→ Exercise brief
Please return the material exactly; leave no entry out.

→ Data in this exercise
-- Opening Marker --
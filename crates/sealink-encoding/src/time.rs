//! Timestamps.
//!
//! A timestamp is an `Int` counting microseconds since the Unix epoch.
//! Times before the epoch are negative.

use std::time::{Duration, SystemTime, UNIX_EPOCH};

use crate::{
    Decode, Encode, EncodedValue,
    errors::{DecodeError, Result},
};

/// Microseconds per second on the wire.
pub const MICROS_PER_SECOND: i64 = 1_000_000;

/// Microseconds since the Unix epoch, saturating at the `i64` range.
#[must_use]
pub fn to_unix_micros(time: SystemTime) -> i64 {
    match time.duration_since(UNIX_EPOCH) {
        Ok(after) => i64::try_from(after.as_micros()).unwrap_or(i64::MAX),
        Err(before) => i64::try_from(before.duration().as_micros()).map_or(i64::MIN, |m| -m),
    }
}

/// Time at `micros` microseconds from the Unix epoch.
///
/// Returns `None` if the platform clock cannot represent it.
#[must_use]
pub fn from_unix_micros(micros: i64) -> Option<SystemTime> {
    let magnitude = Duration::from_micros(micros.unsigned_abs());
    if micros >= 0 {
        UNIX_EPOCH.checked_add(magnitude)
    } else {
        UNIX_EPOCH.checked_sub(magnitude)
    }
}

impl Encode for SystemTime {
    fn encode(&self) -> EncodedValue {
        to_unix_micros(*self).encode()
    }
}

impl Decode for SystemTime {
    fn decode(value: &EncodedValue) -> Result<Self> {
        let micros = i64::decode(value)?;
        from_unix_micros(micros)
            .ok_or(DecodeError::OutOfRange { value: micros, target: "SystemTime" })
    }
}

#[cfg(test)]
mod tests {
    use super::*;

    #[test]
    fn one_second_is_a_million_micros() {
        let t = UNIX_EPOCH + Duration::from_secs(1);
        assert_eq!(to_unix_micros(t), MICROS_PER_SECOND);
        assert_eq!(t.encode(), MICROS_PER_SECOND.encode());
    }

    #[test]
    fn sub_microsecond_precision_truncated() {
        let t = UNIX_EPOCH + Duration::from_nanos(1_234_567_891);
        let decoded = SystemTime::decode(&t.encode()).expect("valid");
        assert_eq!(decoded, UNIX_EPOCH + Duration::from_micros(1_234_567));
    }

    #[test]
    fn pre_epoch_round_trip() {
        let t = UNIX_EPOCH - Duration::from_micros(42);
        assert_eq!(to_unix_micros(t), -42);
        assert_eq!(SystemTime::decode(&t.encode()), Ok(t));
    }
}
-- Closing Marker --
→ Exercise output
filename crates/sealink-encoding/src/time.rs
//! Timestamps.
//!
//! A timestamp is an `Int` counting microseconds since the Unix epoch.
//! Times before the epoch are negative.

use std::time::{Duration, SystemTime, UNIX_EPOCH};

use crate::{
    Decode, Encode, EncodedValue,
    errors::{DecodeError, Result},
};

/// Microseconds per second on the wire.
pub const MICROS_PER_SECOND: i64 = 1_000_000;

/// Microseconds since the Unix epoch, saturating at the `i64` range.
#[must_use]
pub fn to_unix_micros(time: SystemTime) -> i64 {
    match time.duration_since(UNIX_EPOCH) {
        Ok(after) => i64::try_from(after.as_micros()).unwrap_or(i64::MAX),
        Err(before) => i64::try_from(before.duration().as_micros()).map_or(i64::MIN, |m| -m),
    }
}

/// Time at `micros` microseconds from the Unix epoch.
///
/// Returns `None` if the platform clock cannot represent it.
#[must_use]
pub fn from_unix_micros(micros: i64) -> Option<SystemTime> {
    let magnitude = Duration::from_micros(micros.unsigned_abs());
    if micros >= 0 {
        UNIX_EPOCH.checked_add(magnitude)
    } else {
        UNIX_EPOCH.checked_sub(magnitude)
    }
}

impl Encode for SystemTime {
    fn encode(&self) -> EncodedValue {
        to_unix_micros(*self).encode()
    }
}

impl Decode for SystemTime {
    fn decode(value: &EncodedValue) -> Result<Self> {
        let micros = i64::decode(value)?;
        from_unix_micros(micros)
            .ok_or(DecodeError::OutOfRange { value: micros, target: "SystemTime" })
    }
}

#[cfg(test)]
mod tests {
    use super::*;

    #[test]
    fn one_second_is_a_million_micros() {
        let t = UNIX_EPOCH + Duration::from_secs(1);
        assert_eq!(to_unix_micros(t), MICROS_PER_SECOND);
        assert_eq!(t.encode(), MICROS_PER_SECOND.encode());
    }

    #[test]
    fn sub_microsecond_precision_truncated() {
        let t = UNIX_EPOCH + Duration::from_nanos(1_234_567_891);
        let decoded = SystemTime::decode(&t.encode()).expect("valid");
        assert_eq!(decoded, UNIX_EPOCH + Duration::from_micros(1_234_567));
    }

    #[test]
    fn pre_epoch_round_trip() {
        let t = UNIX_EPOCH - Duration::from_micros(42);
        assert_eq!(to_unix_micros(t), -42);
        assert_eq!(SystemTime::decode(&t.encode()), Ok(t));
    }
}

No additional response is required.